Enthused by the WSG meeting on Microformats last Thursday, I thought I would update my website to include some hCard information, so put together an About Me section.

I thought I would include links to "me" elsewhere on the web, too - such as Flickr and Upcoming. The hCard spec allows for these sort of additional URLs, as long as you mark them up with class="url", which I duely did.

However, when the Tails extension for Firefox scrapes the page for Microformat info, if you have marked up multiple links with class="url" - it just takes the last one in the vCard element as the one which is displayed in the popup. I removed the class from the last link in the list, and Tails took the next one up. So, it seems Tails doesn't parse mutlitple URLs and list them too, it just uses "last man wins" as the URL to display - a shame :-( It would be nice if it took the one associated with the name or organisation element as primary. Perhaps there is a way to say which one is primary, and I'm missing the point?

In order that I don't mess up my about me page, I've taken these extra classes off it, but in order to show you what I mean, I've replicated the problem in the playpen4 page.
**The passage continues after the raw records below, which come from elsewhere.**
use hmpi_core::render::{chart, heatmap, map, summary, table};
use hmpi_core::{
    Classifier, DatasetView, EngineConfig, IngestOptions, MetricId, Sample, SeverityTier,
    ThresholdTable, classify, discover, samples_from_value,
};
use serde_json::json;

fn thresholds(pairs: &[(&str, f64)]) -> ThresholdTable {
    ThresholdTable::new(pairs.iter().map(|&(m, l)| (m, l))).unwrap()
}

fn upload() -> Vec<Sample> {
    let body = json!({
        "msg": "File uploaded and processed successfully!",
        "GeoJSON": [
            {
                "Sample_ID": "W-01",
                "all_metal_conc": {"Lead": 0.06, "Cadmium": 0.002, "Iron": 0.4},
                "geometry": {"type": "Point", "coordinates": [77.209, 28.6139]},
                "latitudeandlongitudepresent": true,
                "HMPI": 182.4
            },
            {
                "Sample_ID": "W-02",
                "all_metal_conc": {"pb_conc": 0.01, "Zinc": 1.1},
                "geometry": "{\"type\": \"Point\", \"coordinates\": [72.8777, 19.076]}",
                "latitudeandlongitudepresent": true,
                "HMPI": 35.0
            },
            {
                "all_metal_conc": {"Copper": "2.4", "Lead": null},
                "geometry": "not a point",
                "latitudeandlongitudepresent": false,
                "HMPI": null
            }
        ]
    });
    samples_from_value(body, &IngestOptions::default()).unwrap()
}

#[test]
fn scenario_exceeded_lead() {
    let samples = vec![Sample::new("S1").with_observation("Pb", 0.06)];
    let view = DatasetView::project(&samples, &thresholds(&[("Pb", 0.05)]));
    let series = view.series("S1").unwrap();
    assert_eq!(series.len(), 1);
    assert_eq!(series[0].metric, MetricId::from("Pb"));
    assert_eq!(series[0].value, 0.06);
    assert_eq!(series[0].limit, Some(0.05));
    assert_eq!(series[0].tier, SeverityTier::Exceeded);
}

#[test]
fn scenario_elevated_cadmium() {
    let samples = vec![Sample::new("S1").with_observation("Cd", 0.002)];
    let view = DatasetView::project(&samples, &thresholds(&[("Cd", 0.003)]));
    let e = &view.series("S1").unwrap()[0];
    assert_eq!((e.value, e.limit, e.tier), (0.002, Some(0.003), SeverityTier::Elevated));
}

#[test]
fn scenario_missing_zinc_reads_as_zero() {
    let samples = vec![
        Sample::new("S1").with_observation("Zn", 0.5),
        Sample::new("S2").with_observation("Pb", 0.01),
    ];
    let view = DatasetView::project(&samples, &ThresholdTable::who());
    let zn = view.metric_position("Zn").unwrap();
    let e = &view.series("S2").unwrap()[zn];
    assert_eq!(e.metric.as_str(), "Zn");
    assert_eq!((e.value, e.limit, e.tier), (0.0, Some(3.0), SeverityTier::Safe));
}

#[test]
fn scenario_copper_maximum() {
    let samples: Vec<Sample> = [1.0, 2.5, 1.8]
        .iter()
        .enumerate()
        .map(|(i, &v)| Sample::new(format!("S{}", i + 1)).with_observation("Cu", v))
        .collect();
    let view = DatasetView::project(&samples, &thresholds(&[("Cu", 2.0)]));
    assert_eq!(view.max_for("Cu"), Some(2.5));
}

#[test]
fn scenario_empty_dataset() {
    let view = DatasetView::project(&[], &ThresholdTable::who());
    assert!(view.metrics().is_empty());
    assert!(view.rows().is_empty());
    assert!(view.is_empty());

    let empty = samples_from_value(json!({"GeoJSON": []}), &IngestOptions::default()).unwrap();
    assert!(empty.is_empty());

    // every renderer copes with nothing to display
    let state = table::TableState::default();
    assert!(table::table_rows(&view, &state).is_empty());
    assert!(heatmap::dataset_heatmap(&view).cells.is_empty());
    assert!(map::markers(&view).is_empty());
    assert_eq!(summary::summarize(&view).samples, 0);
}

#[test]
fn discovery_is_order_stable() {
    let samples = upload();
    let first = discover(&samples);
    let second = discover(&samples);
    assert_eq!(first, second);
    let names: Vec<&str> = first.iter().map(MetricId::as_str).collect();
    assert_eq!(names, ["Pb", "Cd", "Fe", "Zn", "Cu"]);
}

#[test]
fn series_align_with_metric_list() {
    let samples = upload();
    let view = DatasetView::project(&samples, &ThresholdTable::who());
    for row in view.rows() {
        assert_eq!(row.entries().len(), view.metrics().len());
        for (entry, metric) in row.entries().iter().zip(view.metrics()) {
            assert_eq!(&entry.metric, metric);
        }
    }
}

#[test]
fn classification_is_monotonic() {
    let limit = 0.05;
    let mut last = SeverityTier::Safe;
    for step in 0..=200 {
        let v = limit * step as f64 / 100.0;
        let tier = classify(v, Some(limit));
        assert!(tier >= last, "tier dropped at {v}");
        last = tier;
    }
    assert_eq!(classify(0.6 * limit, Some(limit)), SeverityTier::Safe);
    assert_eq!(classify(limit, Some(limit)), SeverityTier::Elevated);
    assert_eq!(classify(limit * 1.01, Some(limit)), SeverityTier::Exceeded);
}

#[test]
fn metrics_without_limits_are_safe() {
    for v in [0.0, 1.0, 1e9, f64::MAX] {
        assert_eq!(classify(v, None), SeverityTier::Safe);
    }
    let samples = upload();
    let view = DatasetView::project(&samples, &ThresholdTable::who());
    let fe = view.metric_position("Fe").unwrap();
    assert_eq!(view.limits()[fe], None);
    assert!(view.rows().iter().all(|r| r.entries()[fe].tier == SeverityTier::Safe));
}

#[test]
fn projection_is_idempotent() {
    let samples = upload();
    let t = ThresholdTable::who();
    let a = DatasetView::project(&samples, &t);
    let b = DatasetView::project(&samples, &t);
    assert_eq!(a.metrics(), b.metrics());
    assert_eq!(a.maxima(), b.maxima());
    assert_eq!(a, b);
}

#[test]
fn uploaded_dataset_projects_consistently() {
    let samples = upload();
    let view = DatasetView::project(&samples, &ThresholdTable::who());

    // sequential id for the record without one
    assert_eq!(view.rows()[2].id().as_str(), "S1");
    let s1 = view.sample("S1").unwrap();
    assert_eq!(s1.location().point(), None);
    assert_eq!(s1.pollution_index(), None);

    let w1 = view.sample("W-01").unwrap();
    assert_eq!(w1.location().latitude(), Some(28.6139));
    assert_eq!(w1.worst_tier(), SeverityTier::Exceeded);

    // table and chart agree on the same entries
    let state = table::TableState::default();
    let rows = table::table_rows(&view, &state);
    let spec = chart::chart(chart::ChartKind::Bar, w1);
    let current: Vec<f64> = spec.data.datasets[0].data.iter().flatten().copied().collect();
    let cells: Vec<f64> = rows[0].cells.iter().map(|c| c.value).collect();
    assert_eq!(current, cells);
    assert_eq!(rows[0].cells[0].class, "tier-exceeded");

    let markers = map::markers(&view);
    assert_eq!(markers.len(), 2);
    let extent = map::extent(&markers);
    assert!(extent.bounds.is_some());
}

#[test]
fn configured_ratio_moves_the_elevated_band() {
    let config = EngineConfig::from_json(r#"{"elevated_ratio": 0.7}"#).unwrap();
    let samples = vec![Sample::new("S1").with_observation("Cd", 0.002)];
    let view = DatasetView::project_with(&samples, &config.thresholds, config.classifier().unwrap());
    assert_eq!(view.series("S1").unwrap()[0].tier, SeverityTier::Safe);
    assert_eq!(view.classifier(), Classifier::new(0.7).unwrap());
}

#[test]
fn builder_fills_unreported_metrics_with_zero() {
    let sample = Sample::new("S1").with_observation("Pb", 0.01);
    let metrics = [MetricId::from("Pb"), MetricId::from("Zn")];
    let series = hmpi_core::series::build(&sample, &metrics, &ThresholdTable::who());
    assert_eq!(series[1].metric.as_str(), "Zn");
    assert_eq!((series[1].value, series[1].limit, series[1].tier), (0.0, Some(3.0), SeverityTier::Safe));
}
If anyone has any thoughts or comments, I'd be interested to hear them.

31st October - add:

Further to Trovster's comments, here are two screenshots for my version of Tails (0.3.4):

[click for a bigger version] - Tails displays my Contact details with just one URL: the link surrounding "Freelance Web Design & Photography" is the only anchor marked up with class="url" on this page.

However, the playpen4 page looks like this with Tails:

[click for a bigger version] Tails still displays just one URL, but this time it's the last one in the hCard list marked up with class="url", this time the link for my dConstruct Backnetwork profile.

Thursday, June 15, 2006

Introduction

I thought it would be useful for me to start a professionally-based blog rather than polluting my Rugybmadgirl blog with stuff about XHTML, CSS and web technologies, which is for entirely different audiences. So here goes...

I'm a web designer and developer with 10 years experience of coding sites - I started with Notepad back in '96 and have progressed quite a lot since then! My current weapons of choice are:

  • Dreamweaver8 - Macrodobe's latest offering (I've been using DW since version 4) which has much better support for CSS layout, XHTML and .Net than its predecessors
  • PhotoshopCS - essential for graphics preparation and photographic retouching
  • Firefox 1.5 with various plugins, notably:
  1. Web Developer Toolbar - turn off css or javascript at the flick of your mouse, outline block level elements, debug scripts, and heaps more.
  2. Tidy HTML validator - great as it runs on your localhost and immediately validates any page directly in the browser. Especially useful if you are developing offline or for intranet apps when you can't get the W3C validator to play ball - its the same validation engine
  3. IE Tab - allows you to open tab in Firefox which uses the IE rendering engine - dead handy if you have a pathalogical fear of using Internet Explorer :-)
  4. Foxytunes - for keeping you supplied with music, this plugin gives you all the basic controls over your media player of choice in the status bar of the browser, and takes up much less task-bar real estate than the minimized Media Player
  • XHTML - usually 1.0 transitional, but sometimes 1.0 strict. Essential if you want to improve your standards-compliance and accessibility for your content
  • ASP.NET - I have developed a few sites driven by .net, and have found it to be resonably easy to get to grips with. Examples are:
  1. www.cazphoto.co.uk - an online portfolio site for my general photography
  2. www.rugbypix.com - specialising in my rugby photography
  3. www.johnflood.co.uk - electronic publishing for John Flood, professor of Law & Sociology
  • Access2000 - so far, the sites I have developed have not needed the extra scalability required by mySQL or SQL Server, but I do intend to build sites with mySQL in the future.
I'm also looking to develop my PHP skills in the near future.